Stored data:
=-=-=-=-=
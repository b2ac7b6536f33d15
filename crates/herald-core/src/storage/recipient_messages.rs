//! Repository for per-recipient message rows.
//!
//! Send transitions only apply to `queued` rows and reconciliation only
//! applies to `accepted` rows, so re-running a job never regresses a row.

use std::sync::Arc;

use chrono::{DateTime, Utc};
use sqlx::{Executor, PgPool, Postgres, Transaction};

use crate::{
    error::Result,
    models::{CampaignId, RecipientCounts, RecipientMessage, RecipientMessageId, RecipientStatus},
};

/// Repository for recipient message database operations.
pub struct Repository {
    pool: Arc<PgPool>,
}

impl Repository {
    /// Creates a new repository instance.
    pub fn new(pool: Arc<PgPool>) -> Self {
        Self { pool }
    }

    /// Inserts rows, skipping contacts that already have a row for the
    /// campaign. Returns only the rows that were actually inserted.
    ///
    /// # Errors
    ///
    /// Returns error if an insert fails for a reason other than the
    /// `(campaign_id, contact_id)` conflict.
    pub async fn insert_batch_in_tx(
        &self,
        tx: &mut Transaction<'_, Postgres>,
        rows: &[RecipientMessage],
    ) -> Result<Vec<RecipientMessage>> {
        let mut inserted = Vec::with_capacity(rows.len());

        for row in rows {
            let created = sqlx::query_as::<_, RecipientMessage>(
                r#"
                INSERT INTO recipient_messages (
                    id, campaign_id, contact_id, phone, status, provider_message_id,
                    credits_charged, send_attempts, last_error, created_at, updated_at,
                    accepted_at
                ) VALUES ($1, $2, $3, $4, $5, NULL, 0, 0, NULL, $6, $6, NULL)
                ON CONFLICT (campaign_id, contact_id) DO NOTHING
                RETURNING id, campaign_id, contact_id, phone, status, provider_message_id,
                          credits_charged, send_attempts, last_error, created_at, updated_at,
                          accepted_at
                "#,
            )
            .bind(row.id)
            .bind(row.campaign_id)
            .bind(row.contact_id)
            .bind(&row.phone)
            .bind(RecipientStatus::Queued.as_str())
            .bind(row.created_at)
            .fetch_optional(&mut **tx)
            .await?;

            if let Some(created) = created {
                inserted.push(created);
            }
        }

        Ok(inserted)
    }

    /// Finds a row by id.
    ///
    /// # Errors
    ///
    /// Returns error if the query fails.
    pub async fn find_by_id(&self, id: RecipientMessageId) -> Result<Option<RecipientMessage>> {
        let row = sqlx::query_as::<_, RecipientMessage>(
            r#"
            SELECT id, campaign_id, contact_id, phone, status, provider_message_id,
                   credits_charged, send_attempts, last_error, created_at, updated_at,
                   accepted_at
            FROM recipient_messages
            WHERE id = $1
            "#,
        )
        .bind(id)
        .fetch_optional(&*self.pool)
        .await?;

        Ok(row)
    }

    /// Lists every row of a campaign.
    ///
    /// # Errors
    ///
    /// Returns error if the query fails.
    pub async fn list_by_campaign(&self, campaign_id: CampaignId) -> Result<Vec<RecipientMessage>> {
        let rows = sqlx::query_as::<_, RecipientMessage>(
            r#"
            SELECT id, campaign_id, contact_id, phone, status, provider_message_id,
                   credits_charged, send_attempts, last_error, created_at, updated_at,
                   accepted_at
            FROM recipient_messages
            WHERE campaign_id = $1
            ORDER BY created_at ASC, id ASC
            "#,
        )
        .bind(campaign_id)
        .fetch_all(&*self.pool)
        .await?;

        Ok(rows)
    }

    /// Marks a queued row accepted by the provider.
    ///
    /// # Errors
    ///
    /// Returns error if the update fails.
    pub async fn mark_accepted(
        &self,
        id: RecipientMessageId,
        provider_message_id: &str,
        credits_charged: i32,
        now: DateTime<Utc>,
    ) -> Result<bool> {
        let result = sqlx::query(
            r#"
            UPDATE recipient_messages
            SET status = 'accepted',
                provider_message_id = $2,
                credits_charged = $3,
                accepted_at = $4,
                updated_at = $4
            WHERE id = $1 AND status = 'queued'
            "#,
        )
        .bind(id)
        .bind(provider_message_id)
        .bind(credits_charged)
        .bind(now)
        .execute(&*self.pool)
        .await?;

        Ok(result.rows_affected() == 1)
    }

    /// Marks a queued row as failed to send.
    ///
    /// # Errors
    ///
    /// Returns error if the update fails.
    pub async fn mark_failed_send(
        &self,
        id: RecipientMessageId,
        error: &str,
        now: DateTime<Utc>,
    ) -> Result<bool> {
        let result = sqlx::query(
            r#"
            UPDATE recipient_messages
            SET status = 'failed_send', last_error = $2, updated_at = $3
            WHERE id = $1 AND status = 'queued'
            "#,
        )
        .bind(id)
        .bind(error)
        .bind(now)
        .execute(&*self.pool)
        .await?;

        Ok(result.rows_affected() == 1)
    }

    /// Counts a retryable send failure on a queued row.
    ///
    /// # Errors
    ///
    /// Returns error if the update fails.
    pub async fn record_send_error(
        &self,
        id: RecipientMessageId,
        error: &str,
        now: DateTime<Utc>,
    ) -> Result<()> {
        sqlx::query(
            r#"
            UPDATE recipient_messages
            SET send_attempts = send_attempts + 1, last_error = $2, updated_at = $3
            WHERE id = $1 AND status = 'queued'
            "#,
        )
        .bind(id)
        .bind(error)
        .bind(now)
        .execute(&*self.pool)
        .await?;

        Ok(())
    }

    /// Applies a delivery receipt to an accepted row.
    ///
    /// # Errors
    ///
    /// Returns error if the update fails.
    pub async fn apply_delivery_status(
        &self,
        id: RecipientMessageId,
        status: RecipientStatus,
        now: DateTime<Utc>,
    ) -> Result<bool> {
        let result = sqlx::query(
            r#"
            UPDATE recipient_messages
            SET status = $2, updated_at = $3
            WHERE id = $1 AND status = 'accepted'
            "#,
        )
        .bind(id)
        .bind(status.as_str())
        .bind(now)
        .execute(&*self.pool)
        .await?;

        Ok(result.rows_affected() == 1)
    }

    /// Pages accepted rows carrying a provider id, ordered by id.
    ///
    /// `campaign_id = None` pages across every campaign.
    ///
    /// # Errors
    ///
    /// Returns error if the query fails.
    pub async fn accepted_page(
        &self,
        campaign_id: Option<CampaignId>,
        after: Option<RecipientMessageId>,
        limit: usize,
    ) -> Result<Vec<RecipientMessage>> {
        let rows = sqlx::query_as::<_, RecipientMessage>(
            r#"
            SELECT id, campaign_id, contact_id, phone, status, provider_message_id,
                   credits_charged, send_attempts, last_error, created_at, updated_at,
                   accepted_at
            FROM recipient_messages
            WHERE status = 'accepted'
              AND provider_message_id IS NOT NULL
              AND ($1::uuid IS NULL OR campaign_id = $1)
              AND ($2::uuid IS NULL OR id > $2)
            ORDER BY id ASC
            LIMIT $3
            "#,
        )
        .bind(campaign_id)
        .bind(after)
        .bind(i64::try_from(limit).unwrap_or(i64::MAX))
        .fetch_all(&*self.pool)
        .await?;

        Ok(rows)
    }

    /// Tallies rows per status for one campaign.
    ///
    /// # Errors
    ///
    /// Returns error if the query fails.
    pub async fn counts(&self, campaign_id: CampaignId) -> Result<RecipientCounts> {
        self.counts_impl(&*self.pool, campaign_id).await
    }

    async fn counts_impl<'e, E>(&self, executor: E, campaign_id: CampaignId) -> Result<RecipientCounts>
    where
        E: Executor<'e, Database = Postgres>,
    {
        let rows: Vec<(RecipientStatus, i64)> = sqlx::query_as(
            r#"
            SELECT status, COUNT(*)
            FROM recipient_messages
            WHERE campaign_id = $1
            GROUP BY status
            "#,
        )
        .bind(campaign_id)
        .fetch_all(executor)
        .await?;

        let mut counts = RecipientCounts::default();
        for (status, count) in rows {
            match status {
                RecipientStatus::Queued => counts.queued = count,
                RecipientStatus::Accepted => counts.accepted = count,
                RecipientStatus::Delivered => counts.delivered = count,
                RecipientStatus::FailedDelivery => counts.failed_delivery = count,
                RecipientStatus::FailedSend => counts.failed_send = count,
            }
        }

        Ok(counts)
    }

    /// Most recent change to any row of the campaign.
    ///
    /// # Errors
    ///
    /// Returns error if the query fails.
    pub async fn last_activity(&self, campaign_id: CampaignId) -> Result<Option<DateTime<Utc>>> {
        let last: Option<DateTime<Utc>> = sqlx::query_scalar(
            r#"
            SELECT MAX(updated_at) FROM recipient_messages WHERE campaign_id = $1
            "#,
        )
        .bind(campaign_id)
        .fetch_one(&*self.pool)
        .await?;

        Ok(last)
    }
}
=-=-=-=-=
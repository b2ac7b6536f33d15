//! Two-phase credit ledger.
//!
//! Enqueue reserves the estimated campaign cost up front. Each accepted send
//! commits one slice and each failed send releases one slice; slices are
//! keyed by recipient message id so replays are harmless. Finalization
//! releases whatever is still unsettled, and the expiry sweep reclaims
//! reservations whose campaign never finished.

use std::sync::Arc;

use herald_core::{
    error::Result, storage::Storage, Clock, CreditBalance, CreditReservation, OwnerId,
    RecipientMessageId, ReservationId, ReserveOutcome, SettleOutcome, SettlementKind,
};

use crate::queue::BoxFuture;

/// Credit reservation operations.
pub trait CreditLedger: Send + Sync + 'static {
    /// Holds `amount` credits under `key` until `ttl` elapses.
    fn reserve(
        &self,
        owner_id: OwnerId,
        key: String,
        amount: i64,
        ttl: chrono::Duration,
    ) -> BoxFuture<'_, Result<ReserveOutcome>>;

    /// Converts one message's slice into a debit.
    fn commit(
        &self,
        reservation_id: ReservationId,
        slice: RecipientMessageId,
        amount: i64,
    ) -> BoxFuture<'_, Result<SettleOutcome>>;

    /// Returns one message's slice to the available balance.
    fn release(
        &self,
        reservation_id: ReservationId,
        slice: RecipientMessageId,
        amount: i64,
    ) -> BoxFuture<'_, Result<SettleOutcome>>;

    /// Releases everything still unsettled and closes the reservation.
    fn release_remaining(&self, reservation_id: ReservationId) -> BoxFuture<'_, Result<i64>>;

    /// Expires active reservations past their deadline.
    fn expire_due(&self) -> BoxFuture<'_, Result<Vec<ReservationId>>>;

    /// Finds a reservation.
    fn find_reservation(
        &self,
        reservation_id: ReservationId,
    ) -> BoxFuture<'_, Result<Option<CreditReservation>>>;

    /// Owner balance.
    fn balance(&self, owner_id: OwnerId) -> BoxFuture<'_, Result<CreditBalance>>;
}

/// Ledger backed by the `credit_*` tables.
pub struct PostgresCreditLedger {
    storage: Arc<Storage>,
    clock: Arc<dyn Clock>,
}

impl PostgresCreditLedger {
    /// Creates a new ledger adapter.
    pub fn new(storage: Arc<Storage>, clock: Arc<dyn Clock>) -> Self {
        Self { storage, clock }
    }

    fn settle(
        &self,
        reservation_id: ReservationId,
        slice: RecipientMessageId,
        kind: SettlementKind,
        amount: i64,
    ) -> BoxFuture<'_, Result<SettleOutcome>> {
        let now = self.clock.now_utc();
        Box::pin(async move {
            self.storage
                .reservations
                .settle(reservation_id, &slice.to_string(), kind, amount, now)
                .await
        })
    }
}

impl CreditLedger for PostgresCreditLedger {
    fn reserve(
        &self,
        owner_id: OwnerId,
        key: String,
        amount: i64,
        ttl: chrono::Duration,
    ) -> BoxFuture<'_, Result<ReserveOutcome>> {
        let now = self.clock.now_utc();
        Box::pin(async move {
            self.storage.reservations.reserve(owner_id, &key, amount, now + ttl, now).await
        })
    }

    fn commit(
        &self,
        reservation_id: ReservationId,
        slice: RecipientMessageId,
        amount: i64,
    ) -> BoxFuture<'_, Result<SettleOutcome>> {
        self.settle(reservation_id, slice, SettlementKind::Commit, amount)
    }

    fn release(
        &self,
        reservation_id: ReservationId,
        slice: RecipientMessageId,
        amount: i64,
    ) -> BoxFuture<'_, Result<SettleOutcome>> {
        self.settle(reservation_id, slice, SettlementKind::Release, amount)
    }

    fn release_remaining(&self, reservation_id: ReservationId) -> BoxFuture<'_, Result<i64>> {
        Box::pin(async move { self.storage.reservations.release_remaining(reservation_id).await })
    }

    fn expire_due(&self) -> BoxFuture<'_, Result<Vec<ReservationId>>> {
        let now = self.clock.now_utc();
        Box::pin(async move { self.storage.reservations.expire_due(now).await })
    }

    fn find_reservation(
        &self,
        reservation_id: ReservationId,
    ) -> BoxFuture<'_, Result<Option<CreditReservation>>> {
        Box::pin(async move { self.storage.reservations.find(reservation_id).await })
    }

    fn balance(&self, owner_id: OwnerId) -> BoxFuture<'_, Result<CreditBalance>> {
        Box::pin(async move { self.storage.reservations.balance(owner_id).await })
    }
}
=-=-=-=-=
= Activity =
Reply with one number, the count of lines in the records that include the word "RecipientCounts".

= Completed exercise =
4